**Source data:**
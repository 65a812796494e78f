//! Error types for the schema conversion library.

use thiserror::Error;

/// Main error type for conversion operations.
#[derive(Error, Debug)]
pub enum ConvertError {
    /// Configuration error (invalid YAML, bad field values, etc.)
    #[error("Configuration error: {0}")]
    Config(String),

    /// A source table name could not be mapped to a target name
    #[error("Table not found: {0}")]
    TableNotFound(String),

    /// A source column name could not be mapped to a target name
    #[error("Column {column} not found in table {table}")]
    ColumnNotFound { table: String, column: String },

    /// Identifier cannot be turned into a legal target identifier
    #[error("Invalid identifier: {0:?}")]
    InvalidIdentifier(String),

    /// IO error (file operations)
    #[error("IO error: {0}")]
    Io(#[from] std::io::Error),

    /// YAML serialization/deserialization error
    #[error("YAML error: {0}")]
    Yaml(#[from] serde_yaml::Error),

    /// JSON serialization/deserialization error
    #[error("JSON error: {0}")]
    Json(#[from] serde_json::Error),
}

impl ConvertError {
    /// Create a ColumnNotFound error
    pub fn column_not_found(table: impl Into<String>, column: impl Into<String>) -> Self {
        ConvertError::ColumnNotFound {
            table: table.into(),
            column: column.into(),
        }
    }

    /// Format error with full details including error chain
    pub fn format_detailed(&self) -> String {
        let mut output = format!("Error: {}\n", self);

        let mut source = std::error::Error::source(self);
        let mut depth = 1;
        while let Some(err) = source {
            output.push_str(&format!("\nCaused by:\n  {}: {}", depth, err));
            source = err.source();
            depth += 1;
        }

        output
    }
}

/// Result type alias for conversion operations.
pub type Result<T> = std::result::Result<T, ConvertError>;
#[cfg(test)]
mod tests {
    use super::*;
    use crate::config::TargetDialect;
    use crate::core::issues::ConversionIssue;
    use crate::core::schema::{Key, SourceColumn, SourceForeignKey, SourceIndex, SourceType};
    use crate::core::traits::NoopResolver;
    use crate::error::ConvertError;
    use crate::target::{TargetForeignKey, TargetType, TypeName};

    fn col(name: &str, ty: &str) -> SourceColumn {
        SourceColumn::new(name, SourceType::new(ty))
    }

    fn users() -> SourceTable {
        SourceTable::new("users")
            .with_column(col("id", "bigserial").not_null())
            .with_column(col("email", "text"))
            .with_primary_key(vec![Key::asc("id")])
    }

    fn orders() -> SourceTable {
        SourceTable::new("orders")
            .with_column(col("id", "int8").not_null())
            .with_column(col("user_id", "int8"))
            .with_primary_key(vec![Key::asc("id")])
            .with_foreign_key(SourceForeignKey::new("fk_user", ["user_id"], "users", ["id"]))
            .with_index(SourceIndex::new("", false, vec![Key::asc("user_id")]))
    }

    /// Resolver that refuses one table name.
    struct RefusingResolver {
        inner: NameMapper,
        refused: &'static str,
    }

    impl NameResolver for RefusingResolver {
        fn resolve_table(&mut self, src_table: &str) -> Result<String> {
            if src_table == self.refused {
                return Err(ConvertError::TableNotFound(src_table.to_string()));
            }
            self.inner.resolve_table(src_table)
        }

        fn resolve_column(&mut self, t: &str, c: &str, key: bool) -> Result<String> {
            self.inner.resolve_column(t, c, key)
        }
    }

    fn target_table(name: &str, cols: &[&str], fks: Vec<TargetForeignKey>) -> TargetTable {
        TargetTable {
            name: name.into(),
            col_names: cols.iter().map(|c| c.to_string()).collect(),
            col_defs: BTreeMap::new(),
            primary_keys: vec![],
            foreign_keys: fks,
            indexes: vec![],
            comment: String::new(),
        }
    }

    fn foreign_key(column: &str, refer_table: &str, refer_column: &str) -> TargetForeignKey {
        TargetForeignKey {
            name: None,
            columns: vec![column.into()],
            refer_table: refer_table.into(),
            refer_columns: vec![refer_column.into()],
        }
    }

    #[test]
    fn test_convert_builds_tables() {
        let source = SourceSchema::new(vec![users(), orders()]);
        let result = SchemaConverter::default().convert(&source);

        assert!(result.diagnostics.is_empty(), "{:?}", result.diagnostics);
        assert_eq!(result.schema.len(), 2);

        let users = result.schema.table("users").unwrap();
        assert_eq!(users.col_names, vec!["id", "email"]);
        let id = users.column("id").unwrap();
        assert_eq!(id.ty, TargetType::scalar(TypeName::Int64));
        assert!(id.not_null);
        assert_eq!(id.comment, "From: id bigserial");
        assert_eq!(users.comment, "Spanner schema for source table users");

        let orders = result.schema.table("orders").unwrap();
        assert_eq!(orders.primary_keys[0].column, "id");
        assert_eq!(orders.foreign_keys[0].name.as_deref(), Some("fk_user"));
        assert_eq!(orders.indexes[0].name, "Index_orders");
        assert_eq!(orders.indexes[0].table, "orders");
    }

    #[test]
    fn test_convert_records_issues_per_column() {
        let source = SourceSchema::new(vec![users(), orders()]);
        let result = SchemaConverter::default().convert(&source);

        assert_eq!(
            result.issues.for_column("users", "id"),
            &[ConversionIssue::Serial]
        );
        assert!(result.issues.for_column("users", "email").is_empty());
        assert!(result.issues.for_column("orders", "id").is_empty());
        assert_eq!(result.issues.len(), 1);
        assert!(!result.is_clean());
    }

    #[test]
    fn test_index_name_colliding_with_table_is_suffixed() {
        let tables = vec![
            SourceTable::new("Index_orders").with_column(col("id", "int8")),
            orders(),
            users(),
        ];
        let result = SchemaConverter::default().convert(&SourceSchema::new(tables));
        let orders = result.schema.table("orders").unwrap();
        assert_eq!(orders.indexes[0].name, "Index_orders_2");
    }

    #[test]
    fn test_refused_table_skipped_others_converted() {
        let source = SourceSchema::new(vec![users(), orders()]);
        let mut names = RefusingResolver {
            inner: NameMapper::new(),
            refused: "users",
        };
        let result =
            SchemaConverter::default().convert_with(&source, &mut names, &mut ForeignKeyResolver);

        assert!(result.schema.table("users").is_none());
        let orders = result.schema.table("orders").unwrap();
        assert!(orders.foreign_keys.is_empty());
        assert_eq!(orders.indexes.len(), 1);

        // seeding + per-table skip for users, then the dropped foreign key
        let kinds: Vec<_> = result.diagnostics.iter().map(|d| d.kind).collect();
        assert_eq!(
            kinds,
            vec![EntityKind::Table, EntityKind::Table, EntityKind::ForeignKey]
        );
        let fk_diag = &result.diagnostics[2];
        assert_eq!(fk_diag.table, "orders");
        assert!(fk_diag.reason.contains("users"));
    }

    #[test]
    fn test_column_without_definition_skipped() {
        let mut table = users();
        table.col_names.push("ghost".to_string());
        let result = SchemaConverter::default().convert(&SourceSchema::new(vec![table]));

        let users = result.schema.table("users").unwrap();
        assert_eq!(users.col_names, vec!["id", "email"]);
        assert_eq!(result.diagnostics.len(), 1);
        assert_eq!(result.diagnostics[0].kind, EntityKind::Column);
        assert_eq!(result.diagnostics[0].entity.as_deref(), Some("ghost"));
    }

    #[test]
    fn test_experimental_dialect_overrides_types() {
        let table = SourceTable::new("prices")
            .with_column(col("amount", "numeric"))
            .with_column(SourceColumn::new(
                "tags",
                SourceType::new("text").with_array_dims(1),
            ));
        let converter =
            SchemaConverter::new(ConvertConfig::for_dialect(TargetDialect::ExperimentalPostgres));
        let result = converter.convert(&SourceSchema::new(vec![table]));

        let prices = result.schema.table("prices").unwrap();
        assert_eq!(prices.column("amount").unwrap().ty, TargetType::string_max());
        let tags = prices.column("tags").unwrap();
        assert_eq!(tags.ty, TargetType::string_max());
        assert!(!tags.ty.is_array);
        assert_eq!(tags.comment, "From: tags text[]");
    }

    #[test]
    fn test_duplicate_source_table_skipped() {
        let source = SourceSchema::new(vec![users(), users()]);
        let mut names = NameMapper::new();
        let result =
            SchemaConverter::default().convert_with(&source, &mut names, &mut NoopResolver);
        assert_eq!(result.schema.len(), 1);
        assert_eq!(result.diagnostics.len(), 1);
        assert!(result.diagnostics[0].reason.contains("already used"));
    }

    #[test]
    fn test_fingerprint_stable_across_runs() {
        let source = SourceSchema::new(vec![orders(), users()]);
        let converter = SchemaConverter::default();
        let first = converter.convert(&source);
        let second = converter.convert(&source);
        assert_eq!(first, second);
        let fingerprint = first.fingerprint().unwrap();
        assert_eq!(fingerprint, second.fingerprint().unwrap());
        assert_eq!(fingerprint.len(), 64);
    }

    #[test]
    fn test_to_json_contains_issue_tags() {
        let result = SchemaConverter::default().convert(&SourceSchema::new(vec![users()]));
        let json = result.to_json().unwrap();
        assert!(json.contains("\"serial\""));
        let back: Conversion = serde_json::from_str(&json).unwrap();
        assert_eq!(back, result);
    }

    // =========================================================================
    // Reference resolution tests
    // =========================================================================

    #[test]
    fn test_fk_to_undeclared_column_dropped() {
        let table = orders().with_foreign_key(SourceForeignKey::new(
            "fk_ghost",
            ["user_id"],
            "users",
            ["ghost"],
        ));
        let result = SchemaConverter::default().convert(&SourceSchema::new(vec![users(), table]));

        let orders = result.schema.table("orders").unwrap();
        let names: Vec<_> = orders
            .foreign_keys
            .iter()
            .map(|fk| fk.name.as_deref())
            .collect();
        assert_eq!(names, vec![Some("fk_user")]);
        assert_eq!(result.diagnostics.len(), 1);
        assert_eq!(result.diagnostics[0].kind, EntityKind::ForeignKey);
        assert!(result.diagnostics[0]
            .reason
            .contains("Column ghost not found in table users"));
        assert_eq!(
            result.schema.table("users").unwrap().col_names,
            vec!["id", "email"]
        );
    }

    #[test]
    fn test_fk_declared_before_referenced_table_keeps_its_columns() {
        let table = SourceTable::new("orders")
            .with_column(col("email", "text"))
            .with_foreign_key(SourceForeignKey::new("fk_email", ["email"], "users", ["EMAIL"]));
        let result =
            SchemaConverter::default().convert(&SourceSchema::new(vec![table, users()]));

        let users = result.schema.table("users").unwrap();
        assert_eq!(users.col_names, vec!["id", "email"]);
        assert!(result.schema.table("orders").unwrap().foreign_keys.is_empty());
        assert_eq!(result.diagnostics.len(), 1);
        assert!(result.diagnostics[0].reason.contains("EMAIL"));
    }

    #[test]
    fn test_reference_resolver_drops_fk_to_undeclared_column() {
        let mut schema = TargetSchema::new();
        schema.insert(target_table("users", &["id"], vec![]));
        schema.insert(target_table(
            "orders",
            &["user_id"],
            vec![foreign_key("user_id", "users", "uid")],
        ));
        let mut diags = Diagnostics::new();
        ForeignKeyResolver.resolve(&mut schema, &mut diags);

        assert!(schema.table("orders").unwrap().foreign_keys.is_empty());
        let diags = diags.into_vec();
        assert_eq!(diags[0].table, "orders");
        assert_eq!(
            diags[0].reason,
            "referenced column uid does not exist in table users"
        );
    }

    #[test]
    fn test_reference_resolver_after_table_rename() {
        let mut schema = TargetSchema::new();
        schema.insert(target_table("users", &["id"], vec![]));
        schema.insert(target_table(
            "orders",
            &["user_id"],
            vec![foreign_key("user_id", "users", "id")],
        ));
        for table in schema.tables_mut() {
            if table.name == "orders" {
                table.name = "purchases".into();
            }
        }
        let mut diags = Diagnostics::new();
        ForeignKeyResolver.resolve(&mut schema, &mut diags);

        assert!(diags.is_empty());
        assert_eq!(schema.table("orders").unwrap().foreign_keys.len(), 1);
    }

    #[test]
    fn test_reference_resolver_drops_fk_to_missing_table() {
        let mut schema = TargetSchema::new();
        schema.insert(target_table(
            "orders",
            &["user_id"],
            vec![foreign_key("user_id", "users", "id")],
        ));
        let mut diags = Diagnostics::new();
        ForeignKeyResolver.resolve(&mut schema, &mut diags);

        assert!(schema.table("orders").unwrap().foreign_keys.is_empty());
        let diags = diags.into_vec();
        assert_eq!(diags[0].reason, "referenced table users does not exist");
    }
}
//! Final cross-table reference resolution.

use std::collections::{HashMap, HashSet};

use crate::core::issues::{Diagnostic, Diagnostics, EntityKind};
use crate::core::traits::ReferenceResolver;
use crate::target::{TargetForeignKey, TargetSchema};

/// Drops foreign keys whose columns or referenced table/columns are missing
/// from the finished target schema.
///
/// Foreign keys are converted table by table, so a reference to a table that
/// was later skipped, or to a column that was never declared, can only be
/// detected once every table has been built.
#[derive(Debug, Clone, Copy, Default)]
pub struct ForeignKeyResolver;

impl ReferenceResolver for ForeignKeyResolver {
    fn resolve(&mut self, schema: &mut TargetSchema, diagnostics: &mut Diagnostics) {
        let columns: HashMap<String, HashSet<String>> = schema
            .tables()
            .map(|t| (t.name.clone(), t.col_names.iter().cloned().collect()))
            .collect();

        for table in schema.tables_mut() {
            let own_columns = &columns[&table.name];
            let table_name = table.name.clone();
            table.foreign_keys.retain(|fk| {
                match check_foreign_key(fk, own_columns, &columns) {
                    Ok(()) => true,
                    Err(reason) => {
                        diagnostics.report(Diagnostic::new(
                            EntityKind::ForeignKey,
                            table_name.as_str(),
                            fk.name.clone(),
                            reason,
                        ));
                        false
                    }
                }
            });
        }
    }
}

fn check_foreign_key(
    fk: &TargetForeignKey,
    own_columns: &HashSet<String>,
    tables: &HashMap<String, HashSet<String>>,
) -> Result<(), String> {
    if let Some(col) = fk.columns.iter().find(|c| !own_columns.contains(*c)) {
        return Err(format!("column {} does not exist", col));
    }
    let refer_columns = tables
        .get(&fk.refer_table)
        .ok_or_else(|| format!("referenced table {} does not exist", fk.refer_table))?;
    if let Some(col) = fk.refer_columns.iter().find(|c| !refer_columns.contains(*c)) {
        return Err(format!(
            "referenced column {} does not exist in table {}",
            col, fk.refer_table
        ));
    }
    Ok(())
}
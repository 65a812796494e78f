//! # pg-spanner-convert
//!
//! PostgreSQL to Spanner schema conversion library.
//!
//! This library translates an already-parsed PostgreSQL schema into a Spanner
//! schema, with support for:
//!
//! - **Type mapping** from PostgreSQL scalar types to the Spanner vocabulary
//! - **Shared namespace** keeping table, foreign key and index names unique
//! - **Constraint conversion** for primary keys, foreign keys and indexes
//! - **Issue tracking** for every lossy column conversion
//! - **DDL rendering** for Spanner and the PostgreSQL-interface dialect
//!
//! Conversion never fails as a whole: entities that can't be converted are
//! skipped and reported as [`Diagnostic`]s.
//!
//! ## Example
//!
//! ```rust,no_run
//! use pg_spanner_convert::{ConvertConfig, SchemaConverter, SourceSchema};
//!
//! fn main() -> pg_spanner_convert::Result<()> {
//!     let config = ConvertConfig::load("convert.yaml")?;
//!     let source = SourceSchema::from_json(&std::fs::read_to_string("schema.json")?)?;
//!     let conversion = SchemaConverter::new(config.clone()).convert(&source);
//!     for stmt in conversion.ddl(&config) {
//!         println!("{};", stmt);
//!     }
//!     for diagnostic in &conversion.diagnostics {
//!         eprintln!("{}", diagnostic);
//!     }
//!     Ok(())
//! }
//! ```

pub mod config;
pub mod constraints;
pub mod core;
pub mod error;
pub mod names;
pub mod orchestrator;
pub mod target;
pub mod typemap;

// Re-exports for convenient access
pub use config::{ConvertConfig, DdlOptions, TargetDialect};
pub use crate::core::{
    ConversionIssue, Diagnostic, EntityKind, IssueRegistry, Namespace, NameResolver,
    ReferenceResolver, Severity, SourceColumn, SourceSchema, SourceTable, SourceType,
};
pub use error::{ConvertError, Result};
pub use names::NameMapper;
pub use orchestrator::{Conversion, ForeignKeyResolver, SchemaConverter};
pub use target::{TargetSchema, TargetTable, TargetType, TypeName};
pub use typemap::{map_type, PostgresToSpannerMapper, TypeMapping};
//! Target (Spanner) schema types produced by the conversion engine.
//!
//! Entities are built once during the conversion pass and placed into a
//! [`TargetSchema`]; only the final reference-resolution pass may drop
//! foreign keys from them afterwards.

pub mod ddl;

use serde::{Deserialize, Serialize};
use std::collections::BTreeMap;

/// Closed set of target scalar types.
#[derive(Debug, Clone, Copy, PartialEq, Eq, Hash, Serialize, Deserialize)]
pub enum TypeName {
    Bool,
    Int64,
    Float64,
    Numeric,
    String,
    Bytes,
    Date,
    Timestamp,
}

/// Length of a STRING or BYTES column.
#[derive(Debug, Clone, Copy, PartialEq, Eq, Hash, Serialize, Deserialize)]
#[serde(rename_all = "snake_case")]
pub enum Length {
    /// Unbounded (`MAX`).
    Max,
    /// Fixed upper bound.
    Limit(i64),
}

/// A target column type.
#[derive(Debug, Clone, Copy, PartialEq, Eq, Hash, Serialize, Deserialize)]
pub struct TargetType {
    /// Scalar type.
    pub name: TypeName,

    /// Length for STRING/BYTES, `None` for other types.
    pub len: Option<Length>,

    /// Whether the column is an ARRAY of `name`.
    pub is_array: bool,
}

impl TargetType {
    /// Scalar type without length.
    pub const fn scalar(name: TypeName) -> Self {
        Self {
            name,
            len: None,
            is_array: false,
        }
    }

    /// STRING(n).
    pub const fn string(len: i64) -> Self {
        Self {
            name: TypeName::String,
            len: Some(Length::Limit(len)),
            is_array: false,
        }
    }

    /// STRING(MAX).
    pub const fn string_max() -> Self {
        Self {
            name: TypeName::String,
            len: Some(Length::Max),
            is_array: false,
        }
    }

    /// BYTES(MAX).
    pub const fn bytes_max() -> Self {
        Self {
            name: TypeName::Bytes,
            len: Some(Length::Max),
            is_array: false,
        }
    }

    /// The same type as an ARRAY.
    pub const fn into_array(self) -> Self {
        Self {
            is_array: true,
            ..self
        }
    }
}

/// Target column definition.
#[derive(Debug, Clone, PartialEq, Eq, Serialize, Deserialize)]
pub struct TargetColumn {
    /// Column name.
    pub name: String,

    /// Column type.
    #[serde(rename = "type")]
    pub ty: TargetType,

    /// NOT NULL constraint.
    pub not_null: bool,

    /// Provenance comment.
    pub comment: String,
}

/// A key column with its sort direction.
#[derive(Debug, Clone, PartialEq, Eq, Serialize, Deserialize)]
pub struct IndexKey {
    /// Target column name.
    pub column: String,

    /// Descending order.
    pub desc: bool,
}

/// Target foreign key constraint.
#[derive(Debug, Clone, PartialEq, Eq, Serialize, Deserialize)]
pub struct TargetForeignKey {
    /// Constraint name; `None` lets the database choose one.
    pub name: Option<String>,

    /// Referencing columns.
    pub columns: Vec<String>,

    /// Referenced table.
    pub refer_table: String,

    /// Referenced columns, positionally paired with `columns`.
    pub refer_columns: Vec<String>,
}

/// Target secondary index.
#[derive(Debug, Clone, PartialEq, Eq, Serialize, Deserialize)]
pub struct TargetIndex {
    /// Index name, unique in the shared namespace.
    pub name: String,

    /// Indexed table.
    pub table: String,

    /// UNIQUE index.
    pub unique: bool,

    /// Key columns in order.
    pub keys: Vec<IndexKey>,
}

/// Target table definition.
#[derive(Debug, Clone, PartialEq, Eq, Serialize, Deserialize)]
pub struct TargetTable {
    /// Table name.
    pub name: String,

    /// Column names in source declaration order.
    pub col_names: Vec<String>,

    /// Column definitions keyed by target column name.
    pub col_defs: BTreeMap<String, TargetColumn>,

    /// Primary key columns.
    pub primary_keys: Vec<IndexKey>,

    /// Foreign key constraints.
    pub foreign_keys: Vec<TargetForeignKey>,

    /// Secondary indexes.
    pub indexes: Vec<TargetIndex>,

    /// Provenance comment.
    pub comment: String,
}

impl TargetTable {
    /// Columns in declaration order.
    pub fn columns(&self) -> impl Iterator<Item = &TargetColumn> {
        self.col_names.iter().filter_map(|name| self.col_defs.get(name))
    }

    /// Look up a column by target name.
    pub fn column(&self, name: &str) -> Option<&TargetColumn> {
        self.col_defs.get(name)
    }
}

/// Target schema: tables keyed by target name.
#[derive(Debug, Clone, Default, PartialEq, Eq, Serialize, Deserialize)]
#[serde(transparent)]
pub struct TargetSchema {
    tables: BTreeMap<String, TargetTable>,
}

impl TargetSchema {
    /// Create an empty schema.
    pub fn new() -> Self {
        Self::default()
    }

    /// Insert a table keyed by its name.
    pub fn insert(&mut self, table: TargetTable) {
        self.tables.insert(table.name.clone(), table);
    }

    /// Look up a table by target name.
    pub fn table(&self, name: &str) -> Option<&TargetTable> {
        self.tables.get(name)
    }

    /// Whether a table with this target name exists.
    pub fn contains(&self, name: &str) -> bool {
        self.tables.contains_key(name)
    }

    /// Tables sorted by name.
    pub fn tables(&self) -> impl Iterator<Item = &TargetTable> {
        self.tables.values()
    }

    /// Mutable access to tables, sorted by name.
    pub fn tables_mut(&mut self) -> impl Iterator<Item = &mut TargetTable> {
        self.tables.values_mut()
    }

    /// Number of tables.
    pub fn len(&self) -> usize {
        self.tables.len()
    }

    /// Whether the schema has no tables.
    pub fn is_empty(&self) -> bool {
        self.tables.is_empty()
    }
}

#[cfg(test)]
mod tests {
    use super::*;

    fn column(name: &str, ty: TargetType) -> TargetColumn {
        TargetColumn {
            name: name.to_string(),
            ty,
            not_null: false,
            comment: String::new(),
        }
    }

    #[test]
    fn test_type_constructors() {
        assert_eq!(TargetType::string(50).len, Some(Length::Limit(50)));
        assert_eq!(TargetType::string_max().len, Some(Length::Max));
        assert_eq!(TargetType::bytes_max().name, TypeName::Bytes);
        assert_eq!(TargetType::scalar(TypeName::Int64).len, None);

        let arr = TargetType::scalar(TypeName::Int64).into_array();
        assert!(arr.is_array);
        assert_eq!(arr.name, TypeName::Int64);
    }

    #[test]
    fn test_table_columns_in_declaration_order() {
        let mut col_defs = BTreeMap::new();
        col_defs.insert("b".to_string(), column("b", TargetType::string_max()));
        col_defs.insert("a".to_string(), column("a", TargetType::scalar(TypeName::Bool)));
        let table = TargetTable {
            name: "t".to_string(),
            col_names: vec!["b".to_string(), "a".to_string()],
            col_defs,
            primary_keys: vec![],
            foreign_keys: vec![],
            indexes: vec![],
            comment: String::new(),
        };
        let names: Vec<_> = table.columns().map(|c| c.name.as_str()).collect();
        assert_eq!(names, vec!["b", "a"]);
        assert!(table.column("a").is_some());
    }

    #[test]
    fn test_schema_sorted_by_name() {
        let mut schema = TargetSchema::new();
        for name in ["zebra", "apple"] {
            schema.insert(TargetTable {
                name: name.to_string(),
                col_names: vec![],
                col_defs: BTreeMap::new(),
                primary_keys: vec![],
                foreign_keys: vec![],
                indexes: vec![],
                comment: String::new(),
            });
        }
        let names: Vec<_> = schema.tables().map(|t| t.name.as_str()).collect();
        assert_eq!(names, vec!["apple", "zebra"]);
        assert!(schema.contains("zebra"));
        assert_eq!(schema.len(), 2);
    }
}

**Task details:** Lines holding the string "TargetForeignKey" are the answer; copy each one from the listing above.

**Answer to this task:**
    use crate::target::{TargetForeignKey, TargetType, TypeName};
    fn target_table(name: &str, cols: &[&str], fks: Vec<TargetForeignKey>) -> TargetTable {
    fn foreign_key(column: &str, refer_table: &str, refer_column: &str) -> TargetForeignKey {
        TargetForeignKey {
use crate::target::{TargetForeignKey, TargetSchema};
    fk: &TargetForeignKey,
pub struct TargetForeignKey {
    pub foreign_keys: Vec<TargetForeignKey>,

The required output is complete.